--- Data provided Enclosed Below ---
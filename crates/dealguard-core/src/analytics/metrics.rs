use std::collections::BTreeMap;

use arrow::{array::Array, error::ArrowError};
use serde::Serialize;

use crate::{table::Table, utils::hasher::new_key_set};

/// Headline KPIs. A KPI whose source column is absent is `None`.
#[derive(Debug, Clone, PartialEq, Serialize)]
#[serde(rename_all = "PascalCase")]
pub struct SuccessMetrics {
    pub total_opportunities: usize,
    pub total_estimated_value: Option<f64>,
    pub closed_won_count: Option<usize>,
    pub closed_lost_count: Option<usize>,
    pub avg_probability: Option<f64>,
}

impl SuccessMetrics {
    pub fn compute(table: &Table) -> Self {
        let stage_count = |canonical: &str| {
            table
                .string_column("Stage")
                .map(|stages| stages.iter().filter(|s| *s == Some(canonical)).count())
        };

        let total_estimated_value = table
            .numeric_values("EstimatedValue")
            .map(|values| values.into_iter().flatten().sum::<f64>());

        let avg_probability = table.numeric_values("Probability").and_then(|values| {
            let present: Vec<f64> = values.into_iter().flatten().collect();
            if present.is_empty() {
                None
            } else {
                Some(present.iter().sum::<f64>() / present.len() as f64)
            }
        });

        Self {
            total_opportunities: table.num_rows(),
            total_estimated_value,
            closed_won_count: stage_count("Closed-Won"),
            closed_lost_count: stage_count("Closed-Lost"),
            avg_probability,
        }
    }
}

/// Contents of `data-quality-summary.json`. Keys stay snake_case.
#[derive(Debug, Clone, PartialEq, Serialize)]
pub struct DataQualitySummary {
    pub missing_values: BTreeMap<String, usize>,
    /// Rows identical to an earlier row
    pub duplicates: usize,
    pub row_count: usize,
}

impl DataQualitySummary {
    pub fn compute(table: &Table) -> Result<Self, ArrowError> {
        let missing_values = table
            .column_names()
            .into_iter()
            .zip(table.columns())
            .map(|(name, array)| (name, array.null_count()))
            .collect();

        let mut seen = new_key_set();
        let mut duplicates = 0;
        for row in 0..table.num_rows() {
            if !seen.insert(table.row_key(row)?) {
                duplicates += 1;
            }
        }

        Ok(Self {
            missing_values,
            duplicates,
            row_count: table.num_rows(),
        })
    }
}

#[cfg(test)]
mod tests {
    use super::*;

    #[test]
    fn test_success_metrics() {
        let table = Table::from_strings(vec![
            ("Stage", vec![Some("Closed-Won"), Some("Closed-Lost"), Some("Closed-Won")]),
            ("EstimatedValue", vec![Some("1000"), None, Some("500.5")]),
            ("Probability", vec![Some("100"), Some("0"), None]),
        ])
        .unwrap();
        let kpis = SuccessMetrics::compute(&table);
        assert_eq!(kpis.total_opportunities, 3);
        assert_eq!(kpis.total_estimated_value, Some(1500.5));
        assert_eq!(kpis.closed_won_count, Some(2));
        assert_eq!(kpis.closed_lost_count, Some(1));
        assert_eq!(kpis.avg_probability, Some(50.0));

        let json = serde_json::to_value(&kpis).unwrap();
        assert_eq!(json["TotalOpportunities"], 3);
        assert_eq!(json["ClosedWonCount"], 2);
    }

    #[test]
    fn test_success_metrics_absent_columns() {
        let table = Table::from_strings(vec![("OpportunityID", vec![Some("OPP-1")])]).unwrap();
        let kpis = SuccessMetrics::compute(&table);
        assert_eq!(kpis.total_estimated_value, None);
        assert_eq!(kpis.closed_won_count, None);
        assert_eq!(kpis.avg_probability, None);
    }

    #[test]
    fn test_data_quality_summary() {
        let table = Table::from_strings(vec![
            ("OpportunityID", vec![Some("OPP-1"), Some("OPP-1"), None]),
            ("Stage", vec![Some("Lead"), Some("Lead"), None]),
        ])
        .unwrap();
        let summary = DataQualitySummary::compute(&table).unwrap();
        assert_eq!(summary.duplicates, 1);
        assert_eq!(summary.row_count, 3);
        assert_eq!(summary.missing_values["Stage"], 1);

        let json = serde_json::to_value(&summary).unwrap();
        assert_eq!(json["missing_values"]["OpportunityID"], 1);
        assert_eq!(json["row_count"], 3);
        assert!(json.get("rowCount").is_none());
    }
}
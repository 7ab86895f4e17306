pub mod analytics;
pub mod audit;
pub mod cleaning;
pub mod errors;
pub mod pipeline;
pub mod readers;
pub mod results;
pub mod schema;
pub mod table;
pub mod utils;
pub mod validation;
pub mod writers;

pub use audit::{AuditRecord, RuleStatus, TransformationResult};
pub use cleaning::{clean, CleaningConfig, CleaningEngine, CleaningOutcome, TransformationRule};
pub use errors::{LoadError, RuleError};
pub use results::{Category, OverallStatus, RuleResult, Severity, Summary, ValidationReport};
pub use schema::{AllowedValues, ColumnType, ValidationSchema};
pub use table::Table;
pub use validation::{validate, ValidationEngine, ValidationRule};
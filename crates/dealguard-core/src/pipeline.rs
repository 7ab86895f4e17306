//! File-level entry points: load, run an engine, write the artifacts.
//!
//! Only load-time failures surface here; rule failures live in the written
//! audit record or report.

use std::{fs, path::Path};

use tracing::info;

use crate::{
    analytics::{analyze, AnalyticsOutcome, SCORING_DEFINITIONS},
    cleaning::{CleaningConfig, CleaningEngine, CleaningOutcome},
    errors::LoadError,
    readers::{load_table, ReaderConfig},
    results::ValidationReport,
    schema::{AllowedValues, ValidationSchema},
    validation::validate,
    writers::{write_csv, write_json},
};

pub const VALIDATION_REPORT_FILE: &str = "report.json";

/// Clean `input`, write the cleaned CSV to `output` and the audit to `audit`.
pub fn run_cleaning(
    input: impl AsRef<Path>,
    output: impl AsRef<Path>,
    audit: impl AsRef<Path>,
    config: &CleaningConfig,
) -> Result<CleaningOutcome, LoadError> {
    let (input, output, audit) = (input.as_ref(), output.as_ref(), audit.as_ref());
    info!(input = %input.display(), "cleaning run started");

    let table = load_table(input, &ReaderConfig::default())?;
    let mut outcome = CleaningEngine::new(config.clone()).clean(&table);
    outcome.audit = outcome
        .audit
        .with_files(input.display().to_string(), output.display().to_string());

    write_csv(&outcome.table, output)?;
    write_json(&outcome.audit, audit)?;
    info!(output = %output.display(), audit = %audit.display(), "cleaning artifacts written");
    Ok(outcome)
}

/// Validate `input` against `schema_path` (and `allowed-values.json` next to
/// it, when present) and write the report to `report`.
pub fn run_validation(
    input: impl AsRef<Path>,
    schema_path: impl AsRef<Path>,
    report: impl AsRef<Path>,
) -> Result<ValidationReport, LoadError> {
    let (input, schema_path, report) = (input.as_ref(), schema_path.as_ref(), report.as_ref());
    info!(input = %input.display(), schema = %schema_path.display(), "validation run started");

    let table = load_table(input, &ReaderConfig::default())?;
    let schema = ValidationSchema::from_file(schema_path)?;
    let allowed = AllowedValues::load_beside(schema_path)?;

    let result = validate(&table, &schema, allowed.as_ref()).with_files(
        input.display().to_string(),
        schema_path.display().to_string(),
    );
    write_json(&result, report)?;
    info!(report = %report.display(), status = ?result.overall_status, "validation report written");
    Ok(result)
}

/// Score and rank `input`, writing every analytics artifact into `out_dir`.
pub fn run_analytics(
    input: impl AsRef<Path>,
    out_dir: impl AsRef<Path>,
) -> Result<AnalyticsOutcome, LoadError> {
    let (input, out_dir) = (input.as_ref(), out_dir.as_ref());
    fs::create_dir_all(out_dir)?;

    let table = load_table(input, &ReaderConfig::default())?;
    let outcome = analyze(&table)?;

    write_json(&SCORING_DEFINITIONS, out_dir.join("scoring-definitions.json"))?;
    write_json(&outcome.metrics, out_dir.join("success-metrics.json"))?;
    write_csv(&outcome.top_opportunities, out_dir.join("top-opportunities.csv"))?;
    write_csv(&outcome.top_risks, out_dir.join("top-risks.csv"))?;
    write_json(&outcome.quality, out_dir.join("data-quality-summary.json"))?;

    let report = out_dir.join(VALIDATION_REPORT_FILE);
    if report.is_file() {
        fs::copy(&report, out_dir.join("validation-results.json"))?;
    }
    info!(out_dir = %out_dir.display(), "analytics artifacts written");
    Ok(outcome)
}
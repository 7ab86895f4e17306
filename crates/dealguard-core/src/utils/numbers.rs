use once_cell::sync::Lazy;
use regex::Regex;

/// Thousands separators, currency symbols and stray whitespace.
static NUMERIC_NOISE: Lazy<Regex> = Lazy::new(|| {
    // The pattern is a literal, it always compiles
    Regex::new(r"[,\s$€£¥]").unwrap()
});

/// Strict numeric parse: the whole (trimmed) text must be a finite number.
pub fn parse_number(value: &str) -> Option<f64> {
    value
        .trim()
        .parse::<f64>()
        .ok()
        .filter(|number| number.is_finite())
}

/// Lenient numeric parse used by the coercion rule: `"$12,500"` → `12500.0`.
pub fn coerce_number(value: &str) -> Option<f64> {
    let stripped = NUMERIC_NOISE.replace_all(value, "");
    parse_number(&stripped)
}
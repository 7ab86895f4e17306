use thiserror::Error;

#[derive(Error, Debug)]
pub enum CliError {
    #[error("Run directory '{path}' already exists, refusing to overwrite another run")]
    RunDirectoryExists { path: String },
    #[error("Output directory '{path}' is a file")]
    NotADirectory { path: String },
}
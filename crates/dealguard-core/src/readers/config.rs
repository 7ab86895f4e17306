use crate::readers::BATCH_SIZE;

#[derive(Debug, Clone)]
pub struct ReaderConfig {
    pub delimiter: u8,
    pub has_header: bool,
    pub batch_size: usize,
}

impl Default for ReaderConfig {
    fn default() -> Self {
        Self {
            delimiter: b',',
            has_header: true,
            batch_size: BATCH_SIZE,
        }
    }
}
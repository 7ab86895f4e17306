/// Title case: the first letter of every alphabetic run is upper-cased and
/// the rest lower-cased, so `"closed-won"` becomes `"Closed-Won"`.
pub fn title_case(value: &str) -> String {
    let mut out = String::with_capacity(value.len());
    let mut previous_is_alpha = false;
    for c in value.chars() {
        if c.is_alphabetic() {
            if previous_is_alpha {
                out.extend(c.to_lowercase());
            } else {
                out.extend(c.to_uppercase());
            }
            previous_is_alpha = true;
        } else {
            out.push(c);
            previous_is_alpha = false;
        }
    }
    out
}
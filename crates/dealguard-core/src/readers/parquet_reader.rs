use std::{fs::File, path::Path, sync::Arc};

use arrow::{
    array::ArrayRef,
    compute::{cast, concat_batches},
    datatypes::DataType,
};
use parquet::arrow::arrow_reader::ParquetRecordBatchReaderBuilder;

use crate::{errors::LoadError, readers::ReaderConfig, table::Table};

/// Read a whole Parquet file into one table.
pub fn read_parquet(path: &Path, config: &ReaderConfig) -> Result<Table, LoadError> {
    let file = File::open(path)?;
    let builder = ParquetRecordBatchReaderBuilder::try_new(file)?;
    let schema = builder.schema().clone();
    let reader = builder.with_batch_size(config.batch_size).build()?;

    let batches = reader.collect::<Result<Vec<_>, _>>()?;
    let batch = concat_batches(&schema, &batches)?;
    let num_rows = batch.num_rows();

    // The rules only understand Utf8 text
    let columns = schema
        .fields()
        .iter()
        .zip(batch.columns())
        .map(|(field, array)| {
            let array: ArrayRef = match array.data_type() {
                DataType::LargeUtf8 | DataType::Utf8View => cast(array.as_ref(), &DataType::Utf8)?,
                _ => Arc::clone(array),
            };
            Ok((field.name().clone(), array))
        })
        .collect::<Result<Vec<_>, LoadError>>()?;

    Ok(Table::try_from_columns(columns, num_rows)?)
}

#[cfg(test)]
mod tests {
    use super::*;
    use arrow::array::{Float64Array, StringArray};
    use arrow::datatypes::{Field, Schema};
    use arrow::record_batch::RecordBatch;
    use parquet::arrow::ArrowWriter;
    use tempfile::tempdir;

    #[test]
    fn test_read_parquet_keeps_types() {
        let dir = tempdir().unwrap();
        let path = dir.path().join("sales.parquet");

        let schema = Arc::new(Schema::new(vec![
            Field::new("OpportunityID", DataType::Utf8, true),
            Field::new("EstimatedValue", DataType::Float64, true),
        ]));
        let batch = RecordBatch::try_new(
            schema.clone(),
            vec![
                Arc::new(StringArray::from(vec![Some("OPP-1"), Some("OPP-2")])),
                Arc::new(Float64Array::from(vec![Some(100.0), None])),
            ],
        )
        .unwrap();
        let file = File::create(&path).unwrap();
        let mut writer = ArrowWriter::try_new(file, schema, None).unwrap();
        writer.write(&batch).unwrap();
        writer.close().unwrap();

        let table = read_parquet(&path, &ReaderConfig::default()).unwrap();
        assert_eq!(table.num_rows(), 2);
        assert_eq!(
            table.column("EstimatedValue").unwrap().data_type(),
            &DataType::Float64
        );
        assert_eq!(table.string_column("OpportunityID").unwrap().value(1), "OPP-2");
    }
}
--- End of Enclosed Data provided ---
- Instructions for the task
Which lines above contain the word "text"? List them.

- Response for this exercise
/// Strict numeric parse: the whole (trimmed) text must be a finite number.
    // The rules only understand Utf8 text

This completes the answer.